(Saved data entries)

────

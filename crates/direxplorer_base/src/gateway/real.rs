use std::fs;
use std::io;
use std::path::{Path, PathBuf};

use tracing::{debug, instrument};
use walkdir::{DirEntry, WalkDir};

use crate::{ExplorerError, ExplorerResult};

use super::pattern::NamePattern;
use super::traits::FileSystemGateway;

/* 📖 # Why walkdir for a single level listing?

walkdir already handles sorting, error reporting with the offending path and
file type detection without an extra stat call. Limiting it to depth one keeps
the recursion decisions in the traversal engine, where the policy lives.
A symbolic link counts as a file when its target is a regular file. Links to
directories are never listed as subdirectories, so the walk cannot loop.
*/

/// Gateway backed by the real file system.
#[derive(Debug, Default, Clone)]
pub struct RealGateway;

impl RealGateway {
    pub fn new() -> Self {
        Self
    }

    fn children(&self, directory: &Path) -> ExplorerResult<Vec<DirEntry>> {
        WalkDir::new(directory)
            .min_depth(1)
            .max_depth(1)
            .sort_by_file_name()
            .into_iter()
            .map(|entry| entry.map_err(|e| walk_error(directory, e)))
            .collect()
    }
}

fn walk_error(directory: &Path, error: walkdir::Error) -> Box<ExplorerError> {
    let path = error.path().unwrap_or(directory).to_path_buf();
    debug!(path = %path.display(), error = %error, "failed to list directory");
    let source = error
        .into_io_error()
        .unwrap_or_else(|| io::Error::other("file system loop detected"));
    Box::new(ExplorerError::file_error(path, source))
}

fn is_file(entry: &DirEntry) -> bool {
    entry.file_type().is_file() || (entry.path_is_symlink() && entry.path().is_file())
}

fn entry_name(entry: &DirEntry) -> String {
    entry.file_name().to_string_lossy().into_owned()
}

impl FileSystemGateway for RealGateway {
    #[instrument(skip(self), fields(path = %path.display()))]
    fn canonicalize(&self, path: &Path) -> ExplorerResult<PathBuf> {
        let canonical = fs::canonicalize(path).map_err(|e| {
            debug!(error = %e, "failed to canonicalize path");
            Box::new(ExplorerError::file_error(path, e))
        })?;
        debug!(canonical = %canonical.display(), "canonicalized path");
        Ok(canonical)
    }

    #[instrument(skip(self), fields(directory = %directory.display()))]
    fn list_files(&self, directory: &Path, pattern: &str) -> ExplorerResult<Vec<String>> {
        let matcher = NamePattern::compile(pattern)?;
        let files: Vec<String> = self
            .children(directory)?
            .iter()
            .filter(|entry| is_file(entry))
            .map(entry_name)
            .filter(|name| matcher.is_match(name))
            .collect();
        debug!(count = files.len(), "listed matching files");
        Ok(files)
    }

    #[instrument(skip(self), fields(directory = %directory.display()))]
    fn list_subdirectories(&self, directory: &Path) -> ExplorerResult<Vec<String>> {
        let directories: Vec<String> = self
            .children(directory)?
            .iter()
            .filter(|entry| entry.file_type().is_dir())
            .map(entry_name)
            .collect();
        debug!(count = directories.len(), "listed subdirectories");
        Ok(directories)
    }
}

────

All of the data is to be transcribed exactly as written.

§ RESPONSE BELOW:
filename crates/direxplorer_base/src/gateway/real.rs
use std::fs;
use std::io;
use std::path::{Path, PathBuf};

use tracing::{debug, instrument};
use walkdir::{DirEntry, WalkDir};

use crate::{ExplorerError, ExplorerResult};

use super::pattern::NamePattern;
use super::traits::FileSystemGateway;

/* 📖 # Why walkdir for a single level listing?

walkdir already handles sorting, error reporting with the offending path and
file type detection without an extra stat call. Limiting it to depth one keeps
the recursion decisions in the traversal engine, where the policy lives.
A symbolic link counts as a file when its target is a regular file. Links to
directories are never listed as subdirectories, so the walk cannot loop.
*/

/// Gateway backed by the real file system.
#[derive(Debug, Default, Clone)]
pub struct RealGateway;

impl RealGateway {
    pub fn new() -> Self {
        Self
    }

    fn children(&self, directory: &Path) -> ExplorerResult<Vec<DirEntry>> {
        WalkDir::new(directory)
            .min_depth(1)
            .max_depth(1)
            .sort_by_file_name()
            .into_iter()
            .map(|entry| entry.map_err(|e| walk_error(directory, e)))
            .collect()
    }
}

fn walk_error(directory: &Path, error: walkdir::Error) -> Box<ExplorerError> {
    let path = error.path().unwrap_or(directory).to_path_buf();
    debug!(path = %path.display(), error = %error, "failed to list directory");
    let source = error
        .into_io_error()
        .unwrap_or_else(|| io::Error::other("file system loop detected"));
    Box::new(ExplorerError::file_error(path, source))
}

fn is_file(entry: &DirEntry) -> bool {
    entry.file_type().is_file() || (entry.path_is_symlink() && entry.path().is_file())
}

fn entry_name(entry: &DirEntry) -> String {
    entry.file_name().to_string_lossy().into_owned()
}

impl FileSystemGateway for RealGateway {
    #[instrument(skip(self), fields(path = %path.display()))]
    fn canonicalize(&self, path: &Path) -> ExplorerResult<PathBuf> {
        let canonical = fs::canonicalize(path).map_err(|e| {
            debug!(error = %e, "failed to canonicalize path");
            Box::new(ExplorerError::file_error(path, e))
        })?;
        debug!(canonical = %canonical.display(), "canonicalized path");
        Ok(canonical)
    }

    #[instrument(skip(self), fields(directory = %directory.display()))]
    fn list_files(&self, directory: &Path, pattern: &str) -> ExplorerResult<Vec<String>> {
        let matcher = NamePattern::compile(pattern)?;
        let files: Vec<String> = self
            .children(directory)?
            .iter()
            .filter(|entry| is_file(entry))
            .map(entry_name)
            .filter(|name| matcher.is_match(name))
            .collect();
        debug!(count = files.len(), "listed matching files");
        Ok(files)
    }

    #[instrument(skip(self), fields(directory = %directory.display()))]
    fn list_subdirectories(&self, directory: &Path) -> ExplorerResult<Vec<String>> {
        let directories: Vec<String> = self
            .children(directory)?
            .iter()
            .filter(|entry| entry.file_type().is_dir())
            .map(entry_name)
            .collect();
        debug!(count = directories.len(), "listed subdirectories");
        Ok(directories)
    }
}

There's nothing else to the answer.